BRIEF DESCRIPTION OF DRAWINGS
[0039] Exemplary embodiments of the present disclosure are
illustrated in the drawings and are explained in more detail in the
following description. In the figures the same or similar elements
are referenced with the same or similar reference signs. It
shows:
[0040] FIG. 1 a football playing field with a plurality of
cameras;
[0041] FIG. 2 schematic diagram of an automatic camera system;
[0042] FIG. 3A a soccer game playing field in a top view with
predefined positions;
[0043] FIG. 3B the soccer game playing field of FIG. 3A in a
perspective view;
[0044] FIG. 4 a different illustration of the automatic camera
system shown in FIG. 2;
[0045] FIGS. 5A-5C an illustration of the use of two main cameras
capturing a playing field; and
[0046] FIG. 6 a flow diagram illustrating a method for operating a
robotic camera system.
DETAILED DESCRIPTION
[0047] FIG. 1 displays a perspective view on a soccer game playing
field 100. Goals 101 are located at the respective ends of the
playing field 100. Field lines 102 and players 103 are visible on
the playing field 100. From a point outside of the playing field
100 a human operated main camera 104 covers a portion of the
playing field 100. A current field-of-view of the main camera 104
is indicated with dashed lines 105. The field-of-view covers a
supposedly interesting scene on the playing field because many
players are in front of a goal 101. This interesting scene
represents a region of interest (ROI) for which there are two
manifestations. Firstly, the region of interest is in the video
images taken by the main camera 104. This first manifestation is
called in the following "image region of interest". The image
region of interest can be the entire frame of a video image or only
a portion of the video image. For the sake of simplicity, it is
assumed in the following that the image region of interest
corresponds to the full frame of a video image that is captured by
the main camera 104. Secondly, the region of interest is also a
physical area on the playing field that is covered by the main
camera 104. This second manifestation of the region of interest is
called in the following "physical region of interest".
[0048] In addition to the main camera 104, FIG. 1 displays two
additional robotic cameras 106,107 located around the playing
field. The robotic cameras 106, 107 are movable on tracks (not
shown) to change their position and can be operated to take
different viewpoints as well as different Pan/Tilt/Zoom (P/T/Z)

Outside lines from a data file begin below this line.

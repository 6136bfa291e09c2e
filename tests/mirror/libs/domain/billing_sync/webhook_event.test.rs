use std::sync::Arc;

use async_trait::async_trait;
use chrono::{Duration, TimeZone, Utc};
use quotaforge_billing_sync::{
    BillingProvider, BillingResult, BillingSynchroniser, ProviderSubscription, TierMapping,
    WebhookEvent,
};
use quotaforge_core::{ManagerConfig, QuotaManager};
use quotaforge_domain_models::{PeriodKind, Tier};
use quotaforge_storage_memory::MemoryStorage;

struct NoopProvider;

#[async_trait]
impl BillingProvider for NoopProvider {
    async fn fetch_subscription(&self, _user_id: &str) -> BillingResult<Option<ProviderSubscription>> {
        Ok(None)
    }
}

fn config() -> ManagerConfig {
    let free = Tier::new("free").with_monthly_limit("api_calls", 100);
    let pro = Tier::new("pro").with_monthly_limit("api_calls", 10_000);
    ManagerConfig::builder()
        .with_tier(free)
        .with_tier(pro)
        .with_default_tier("free")
        .build()
        .unwrap()
}

fn synchroniser() -> (Arc<QuotaManager<MemoryStorage>>, BillingSynchroniser<MemoryStorage, NoopProvider>) {
    let mgr = Arc::new(QuotaManager::new(Arc::new(MemoryStorage::new()), config()));
    let mapping = TierMapping::new().with_mapping("prod_pro_monthly", "pro");
    let sync = BillingSynchroniser::new(mgr.clone(), NoopProvider, mapping);
    (mgr, sync)
}

#[tokio::test]
async fn webhook_event_upgrades_tier() {
    let (mgr, sync) = synchroniser();
    let now = Utc.with_ymd_and_hms(2026, 3, 1, 0, 0, 0).unwrap();

    let applied = sync
        .apply_webhook_event(WebhookEvent {
            user_id: "u1".into(),
            product_id: "prod_pro_monthly".into(),
            subscription_start_date: None,
            expires_at: Some(now + Duration::days(30)),
            event_timestamp: now,
        })
        .await
        .unwrap();
    assert!(applied);

    let snapshot = mgr.get_quota("u1", "api_calls", PeriodKind::Monthly, now).await.unwrap();
    assert_eq!(snapshot.tier_name, "pro");
}

#[tokio::test]
async fn out_of_order_webhook_delivery_is_dropped() {
    let (mgr, sync) = synchroniser();
    let earlier = Utc.with_ymd_and_hms(2026, 3, 1, 0, 0, 0).unwrap();
    let later = earlier + Duration::hours(1);

    sync.apply_webhook_event(WebhookEvent {
        user_id: "u1".into(),
        product_id: "prod_pro_monthly".into(),
        subscription_start_date: None,
        expires_at: Some(later + Duration::days(30)),
        event_timestamp: later,
    })
    .await
    .unwrap();

    // A stale retry carrying the earlier timestamp must not overwrite
    // the state the later event already established.
    let stale_applied = sync
        .apply_webhook_event(WebhookEvent {
            user_id: "u1".into(),
            product_id: "prod_pro_monthly".into(),
            subscription_start_date: None,
            expires_at: Some(earlier - Duration::days(60)),
            event_timestamp: earlier,
        })
        .await
        .unwrap();

    assert!(!stale_applied);

    let snapshot = mgr.get_quota("u1", "api_calls", PeriodKind::Monthly, later).await.unwrap();
    assert_eq!(snapshot.tier_name, "pro");
}

#[tokio::test]
async fn duplicate_webhook_delivery_with_identical_timestamp_is_dropped() {
    let (mgr, sync) = synchroniser();
    let now = Utc.with_ymd_and_hms(2026, 3, 1, 0, 0, 0).unwrap();
    let event = || WebhookEvent {
        user_id: "u1".into(),
        product_id: "prod_pro_monthly".into(),
        subscription_start_date: None,
        expires_at: Some(now + Duration::days(30)),
        event_timestamp: now,
    };

    let first = sync.apply_webhook_event(event()).await.unwrap();
    let replay = sync.apply_webhook_event(event()).await.unwrap();

    assert!(first);
    assert!(!replay, "a second delivery with the same timestamp is not strictly newer");

    let snapshot = mgr.get_quota("u1", "api_calls", PeriodKind::Monthly, now).await.unwrap();
    assert_eq!(snapshot.tier_name, "pro");
}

settings. The robotic cameras 106,107 are equipped with an optical
zoom. Therefore, the robotic cameras 106,107 can zoom into a scene
and provide details with high resolution of the scene. Even though
FIG. 1, only shows two robotic cameras, in practical embodiments,
there may be more robotic cameras, for instance eight robotic
cameras, namely three along each side-line and one behind each
goal. of course, other configurations, including a different number
of robotic cameras are possible. Furthermore, in some embodiments
there are more than one human operated cameras. Nevertheless, for
the sake of simplicity and clarity the description is focused on
only one human operated camera 104 and two robotic cameras 106,107
because the principles of the present disclosure do not depend on
the number of cameras.
[0049] The present disclosure aims at enhancing the work of the
human camera operator, in particular with close-up video images
that are taken from the scene that is currently recorded by the
main camera. The close-up video images are captured by additional
cameras, in particular by robotic cameras not requiring a cameraman
to keep production costs low.
[0050] In one embodiment, the main camera 104 is a high-resolution
360.degree. camera and an operator extracts views from the camera
feed of the 360.degree. camera as virtual camera feed. The virtual
camera feed corresponds to the camera feed of a movable human
operated camera. For the sake of conciseness, the implementation of
the present disclosure is described in the following only in the
context of a movable human operated main camera 104. But the
present disclosure is also applicable to a stationary
high-resolution 360.degree. camera supplying a virtual camera feed.
Regardless of the type of the main camera, i.e. virtual or human
operated, the camera feed of the main camera is linked with camera
parameters defining the location, the orientation and the operating
state of the camera. The camera parameters encompass coordinates
relative to fixed point in the stadium and P/T/Z parameters.
[0051] To practice the present disclosure, it is necessary to
determine the camera parameters that have been chosen by the human
operator of the main camera 104. This will be explained in the next
section.
[0052] Main Camera
[0053] The main camera 104 is operated by a human operator who
selects the position of the camera, i.e., its location outside the
playing field and the camera settings including P/T/Z parameters.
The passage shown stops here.